Work required:
Repeat precisely, and only, the lines between the line containing "file included which" and the end of the listing below, both ends included.

────────────────────────────────────────

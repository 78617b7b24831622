//! Source file management, span tracking, and the inclusion graph.
//!
//! This crate provides the [`SourceDb`] for loading and managing source files,
//! [`FileId`] and [`Span`] types for tracking source locations, and
//! [`ResolvedSpan`] for converting byte offsets to human-readable line/column
//! coordinates. The database also records which file included which
//! (`add_include`/`include_site`) and `#line`-style directives so diagnostics
//! can be reported against presumed paths.

#![warn(missing_docs)]

pub mod file_id;
pub mod resolved_span;
pub mod source_db;
pub mod source_file;
pub mod span;

pub use file_id::FileId;
pub use resolved_span::ResolvedSpan;
pub use source_db::SourceDb;
pub use source_file::{LineDirective, SourceFile};
pub use span::Span;
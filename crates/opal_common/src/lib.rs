//! Shared foundational types used across the Opal compiler front-end.
//!
//! This crate provides core types including interned identifiers and the
//! common result types distinguishing internal compiler errors from
//! user-facing diagnostics.

#![warn(missing_docs)]

pub mod ident;
pub mod result;

pub use ident::{Ident, Interner};
pub use result::{InternalError, OpalResult};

────────────────────────────────────────

Result below:
//! coordinates. The database also records which file included which
//! (`add_include`/`include_site`) and `#line`-style directives so diagnostics
//! can be reported against presumed paths.

#![warn(missing_docs)]

pub mod file_id;
pub mod resolved_span;
pub mod source_db;
pub mod source_file;
pub mod span;

pub use file_id::FileId;
pub use resolved_span::ResolvedSpan;
pub use source_db::SourceDb;
pub use source_file::{LineDirective, SourceFile};
pub use span::Span;
filename crates/opal_common/src/lib.rs
//! Shared foundational types used across the Opal compiler front-end.
//!
//! This crate provides core types including interned identifiers and the
//! common result types distinguishing internal compiler errors from
//! user-facing diagnostics.

#![warn(missing_docs)]

pub mod ident;
pub mod result;

pub use ident::{Ident, Interner};
pub use result::{InternalError, OpalResult};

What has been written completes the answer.